Safety and Molecular-Toxicological Implications of Cannabidiol-Rich Cannabis Extract and Methylsulfonylmethane Co-Administration

摘要

Cannabidiol (CBD) is a biologically active, non-psychotropic component of Cannabis sativa whose popularity has grown exponentially in recent years. Besides a wealth of potential health benefits, ingestion of CBD poses risks for a number of side effects, of which hepatotoxicity and CBD/herb-drug interactions are of particular concern. Here, we investigated the interaction potential between the cannabidiol-rich cannabis extract (CRCE) and methylsulfonylmethane (MSM), a popular dietary supplement, in the mouse model. For this purpose, 8-week-old male C57BL6/J mice received MSM-containing water (80 mg/100 mL) ad libitum for 17 days.

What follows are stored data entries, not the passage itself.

use bevy::prelude::*;

use crate::lazy_packets::LazyPacketSender;
use crate::manager::ClaimsManager;
use crate::persistence::ClaimsPersistence;
use crate::resources::ServerTick;
use crate::sync::ClaimsSynchronizer;
use crate::tasks::MaintenanceTasks;

#[derive(Resource, Default, Debug, Clone)]
pub struct ClaimsMetrics {
    pub tick: u64,
    pub regions: usize,
    pub claim_states: usize,
    pub owners: usize,
    pub online_players: usize,
    pub tickets_enabled: usize,
    pub bytes_queued: usize,
    pub replacement_tasks: usize,
    pub expiration_tasks: usize,
    pub sync_tasks: usize,
    pub dropped_players: u64,
    pub records_saved: usize,
    pub record_save_failures: usize,
}

pub fn collect_metrics(
    tick: Res<ServerTick>,
    manager: Res<ClaimsManager>,
    sender: Res<LazyPacketSender>,
    tasks: Res<MaintenanceTasks>,
    synchronizer: Res<ClaimsSynchronizer>,
    persistence: Option<Res<ClaimsPersistence>>,
    mut metrics: ResMut<ClaimsMetrics>,
) {
    metrics.tick = tick.0;
    metrics.regions = manager.index().region_count();
    metrics.claim_states = manager.states().len();
    metrics.owners = manager.owners().count();
    metrics.online_players = manager.online_players().count();
    metrics.tickets_enabled = manager.tickets().total_enabled();
    metrics.bytes_queued = sender.total_enqueued();
    metrics.replacement_tasks = tasks.replacements.len();
    metrics.expiration_tasks = tasks.expiration.len();
    metrics.sync_tasks = synchronizer.active_tasks();

    if let Some(persistence) = persistence {
        metrics.records_saved = persistence.saved_total();
        metrics.record_save_failures = persistence.failed_total();
    }
}
impl ClaimsSynchronizer {
    pub fn new(events: Receiver<ClaimEvent>, mode: ClaimsSyncMode, settings: &SpreadoutSettings) -> Self {
        Self {
            events,
            mode,
            players: PlayerTaskHandler::new(settings.sync_per_tick, settings.sync_per_player),
        }
    }

    pub fn mode(&self) -> ClaimsSyncMode {
        self.mode
    }

    pub fn sync_phase(&self, player: PlayerId) -> Option<SyncPhase> {
        self.players.get(player).map(PlayerSyncTask::phase)
    }

    pub fn active_tasks(&self) -> usize {
        self.players
            .players()
            .filter(|player| self.sync_phase(*player) != Some(SyncPhase::Finished))
            .count()
    }

    pub fn start_syncing(&mut self, player: PlayerId, ctx: &mut SyncContext<'_>) {
        if self.mode == ClaimsSyncMode::NotSynced {
            return;
        }
        self.players.insert(player, PlayerSyncTask::new(player), ctx);
        debug!(target: "claims::sync", %player, "player_sync.started");
    }

    pub fn stop_syncing(&mut self, player: PlayerId) {
        self.players.remove(player);
    }

    /// The player's queue was dropped; nothing more is sent until reconnect.
    pub fn on_lazy_packets_dropped(&mut self, player: PlayerId) {
        if self.players.remove(player).is_some() {
            info!(target: "claims::sync", %player, "player_sync.cleared=packets_dropped");
        }
    }

    /// Converts pending claim events into packets for every syncing player.
    pub fn flush_events(&mut self, ctx: &mut SyncContext<'_>) -> usize {
        let mut handled = 0;
        while let Ok(event) = self.events.try_recv() {
            handled += 1;
            if self.mode == ClaimsSyncMode::NotSynced {
                continue;
            }
            let players: Vec<(PlayerId, SyncPhase, u32)> = self
                .players
                .players()
                .filter_map(|player| {
                    self.players
                        .get(player)
                        .map(|task| (player, task.phase(), task.state_cursor()))
                })
                .collect();
            for (player, phase, cursor) in players {
                if let Some(packet) = self.packet_for(&event, ctx, player, phase, cursor) {
                    ctx.sender.enqueue_packet(player, &packet);
                }
            }
        }
        handled
    }

    fn packet_for(
        &self,
        event: &ClaimEvent,
        ctx: &SyncContext<'_>,
        player: PlayerId,
        phase: SyncPhase,
        state_cursor: u32,
    ) -> Option<ClientboundPacket> {
        let visible = |claim: &ChunkClaim| is_visible(self.mode, player, claim.owner);
        match event {
            // the player's own sync pass will pick these up from live data
            ClaimEvent::StateCreated(_)
            | ClaimEvent::ChunkChanged { .. }
            | ClaimEvent::RegionChanged { .. }
                if phase == SyncPhase::States =>
            {
                None
            }
            ClaimEvent::StateCreated(claim) => visible(claim).then(|| claim_state_packet(claim)),
            ClaimEvent::StateRemoved(claim) => {
                let sent = phase != SyncPhase::States || claim.sync_index < state_cursor;
                (sent && visible(claim)).then_some(ClientboundPacket::RemoveClaimState {
                    sync_index: claim.sync_index,
                })
            }
            ClaimEvent::ChunkChanged {
                dimension,
                pos,
                claim,
                previous,
            } => {
                let sync_index = match (claim, previous) {
                    (Some(claim), _) if visible(claim) => Some(claim.sync_index),
                    (_, Some(previous)) if visible(previous) => None,
                    _ => return None,
                };
                Some(ClientboundPacket::ChunkDelta(ChunkDeltaData {
                    dimension: dimension.as_str().to_string(),
                    x: pos.x,
                    z: pos.z,
                    sync_index,
                }))
            }
            ClaimEvent::RegionChanged { dimension, region } => Some(region_bulk_packet(
                dimension,
                *region,
                ctx.manager.index().region(dimension, *region),
                self.mode,
                player,
            )),
        }
    }

    pub fn on_tick(&mut self, ctx: &mut SyncContext<'_>) {
        self.players.on_tick(ctx);
    }
}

During the last three days of treatment, mice received three doses of CRCE administered in sesame oil via oral gavage (123 mg/kg/day). Administration of MSM alone did not result in any evidence of liver toxicity and did not induce expression of mouse cytochrome P450 (CYP) enzymes. Administration of CRCE did produce significant ( p 0.05) increases in Cyp1a2 , Cyp2b10 , Cyp2c29 , Cyp3a4 , Cyp3a11 , Cyp2c65 , and Cyp2c66 messenger RNA, however, this effect was not amplified by MSM/CRCE co-treatment. Similarly, no evidence of liver toxicity was observed in MSM/CRCE dosed mice. In conclusion, short-term MSM/CRCE co-administration did not demonstrate any evidence of hepatotoxicity in the mouse model.